Records: -----------------------------------------------------------------------------
SOA The address in this field must be a valid e-mail address to the administrator for the DNS. It's also good practise to have role address instead of personal, ie root.. admin.. hostmaster.. (when domain-administrator is leaving your company, you only change the alias for role address).
Ex:
foo.bar.com. IN SOA dns.foo.bar.com admin.foo.bar.com
SERIAL Serial number should follow this format: YYYYMMDDXX ( year.year.year.year.month.month.day.day.nr.nr ), where XX is the number of the latest update of the zone in the same day. (Year 2000 is near.)
Ex:
1998010101 ; serial
TTL A good balance of this will reduce unecessary traffic between nameservers.
Ex:
28800 ; refresh (8 hours) 7200 ; retry (2 hour) 1209600 ; expire (14 days) 86400 ) ; minimum (1 day)
MX When pointing a domain to a mailserver/hostname, do not forget to add a record ( A ) for this.
Ex:
foo.bar.com. IN MX 10 mail.foo.bar.com.
mail.foo.bar.com. IN A 192.168.0.1
CNAME Use this with caution. It is *not* recommended to use a CNAME for a mailservers hostname, as this can cause resolving problems and mailloops. Also it is not a good thing to use CNAMES on nameservers as this will cause unnecessary traffic on the net.
A A record can only point to an IP address.
PTR This is used for reverse lookup of the IP address to a hostname within the zone. Make sure that your PTR records and A records match. For each A record there has to be a PTR record, and vice versa.
More tips:
Unecessary glue data:
Do not add unecessary glue data about hosts that is not within the zone. This can cause resolving problems if the host changes IP address.
Ex:
foo.bar.com. IN MX 10 mail.foo.bar.com.
mail.foo.bar.com. IN A 192.168.0.1
Trailing dots: Do not forget to add a "." at the end of the domain/ hostname. If this is forgotten, this will make the DNS to add the domain name to the domain/hostname again. This will cause resolving problems.
Ex:
11 PTR foo.test
will produce foo.test.7.42.666.in-addr.arpa.
Illegal characters:
Only a-z , 0-9 and - is valid to use. The domain system allows a label to contain any 8-bit character. Although the domain system has no restrictions, other protocols such as SMTP do have name restrictions. Because of other protocol restrictions, only the above characters are recommended for use in a host name (besides the dot separator).
General Points:
Use the latest version of the DNS software for your platform. Check for updates regulary, as new versions has the latest solutions and information.

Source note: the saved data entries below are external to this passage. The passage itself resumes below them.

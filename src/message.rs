// Copyright (c) 2025, The Ruskit Authors
// MIT License
// All rights reserved.

//! # Consumed Messages
//!
//! Handlers only ever see a `Message`: the payload plus delivery metadata.
//! Settling the delivery (ack or reject) is the dispatch loop's job and goes
//! through the `Envelope` trait, implemented for lapin deliveries.

use crate::{
    errors::{AmqpError, HandlerError},
    otel,
};
use async_trait::async_trait;
use lapin::{
    message::Delivery,
    options::{BasicAckOptions, BasicRejectOptions},
};
#[cfg(test)]
use mockall::automock;
use opentelemetry::Context;
use serde::de::DeserializeOwned;

/// Handler-facing view of a delivery.
#[derive(Debug, Clone, Default)]
pub struct Message {
    payload: Vec<u8>,
    delivery_tag: u64,
    redelivered: bool,
    exchange: String,
    routing_key: String,
    content_type: Option<String>,
    message_id: Option<String>,
    context: Context,
}

impl Message {
    /// Creates a message carrying `payload` and no delivery metadata.
    pub fn new(payload: impl Into<Vec<u8>>) -> Self {
        Message {
            payload: payload.into(),
            ..Default::default()
        }
    }

    pub fn with_delivery_tag(mut self, tag: u64) -> Self {
        self.delivery_tag = tag;
        self
    }

    pub fn payload(&self) -> &[u8] {
        &self.payload
    }

    /// Broker-assigned identity of the delivery on its channel.
    pub fn delivery_tag(&self) -> u64 {
        self.delivery_tag
    }

    pub fn redelivered(&self) -> bool {
        self.redelivered
    }

    pub fn exchange(&self) -> &str {
        &self.exchange
    }

    pub fn routing_key(&self) -> &str {
        &self.routing_key
    }

    pub fn content_type(&self) -> Option<&str> {
        self.content_type.as_deref()
    }

    pub fn message_id(&self) -> Option<&str> {
        self.message_id.as_deref()
    }

    /// Trace context propagated by the publisher.
    pub fn context(&self) -> &Context {
        &self.context
    }

    /// Decodes the JSON payload into `T`.
    ///
    /// A malformed payload is an application failure, so returning this error
    /// from a handler rejects the message.
    pub fn json<T: DeserializeOwned>(&self) -> Result<T, HandlerError> {
        Ok(serde_json::from_slice(&self.payload)?)
    }
}

impl From<&Delivery> for Message {
    fn from(delivery: &Delivery) -> Self {
        let props = &delivery.properties;

        Message {
            payload: delivery.data.clone(),
            delivery_tag: delivery.delivery_tag,
            redelivered: delivery.redelivered,
            exchange: delivery.exchange.to_string(),
            routing_key: delivery.routing_key.to_string(),
            content_type: props.content_type().as_ref().map(|v| v.to_string()),
            message_id: props.message_id().as_ref().map(|v| v.to_string()),
            context: otel::extract(props.headers().as_ref()),
        }
    }
}

/// A delivery that must be settled exactly once.
#[cfg_attr(test, automock)]
#[async_trait]
pub trait Envelope: Send + Sync {
    /// Builds the handler-facing view of this delivery.
    fn message(&self) -> Message;

    /// Acknowledges the delivery.
    async fn accept(&self) -> Result<(), AmqpError>;

    /// Rejects the delivery without requeueing it, handing it to the dead-letter path.
    async fn reject(&self) -> Result<(), AmqpError>;
}

#[async_trait]
impl Envelope for Delivery {
    fn message(&self) -> Message {
        Message::from(self)
    }

    async fn accept(&self) -> Result<(), AmqpError> {
        self.acker
            .ack(BasicAckOptions { multiple: false })
            .await
            .map_err(|err| AmqpError::AckMessageError(err.to_string()))
    }

    async fn reject(&self) -> Result<(), AmqpError> {
        self.acker
            .reject(BasicRejectOptions { requeue: false })
            .await
            .map_err(|err| AmqpError::RejectMessageError(err.to_string()))
    }
}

Example on a recommended DNS:
foo.bar.com IN SOA ns.foo.bar.com. root.foo.bar.com. ( 1998081900 ; serial 28800 ; refresh (8 hours) 7200 ; retry (2 hours) 1209600 ; expire (14 days) 86400 ) ; minimum (1 day) foo.bar.com. IN NS ns.foo.bar.com.
foo.bar.com. IN NS ns2.foo.bar.com.
foo.bar.com. IN MX 10 mail.foo.bar.com.
www.foo.bar.com. IN CNAME www.webhotel.xx.
www2.foo.bar.com. IN A 192.168.0.3
ns.foo.bar.com. IN A 192.168.0.1
ns2.foo.bar.com. IN A 192.168.0.4
mail.foo.bar.com. IN A 192.168.0.2
localhost IN A 127.0.0.1
Additional reading and references:
RFC1537 ( RFC1912 ) ( Common DNS Operational and Configuration Errors )
RFC1033-5
RFC2181
"DNS & BIND 3nd Edition" by Paul Albitz & Cricket Liu from OReilly & Associates Inc.
ftp://ftp.ripe.net/internet-drafts/draft-ietf-dnsind-classless- inaddr-04.txt ( For reverse delegation methods for blocks smaller than /24, 256 addresses )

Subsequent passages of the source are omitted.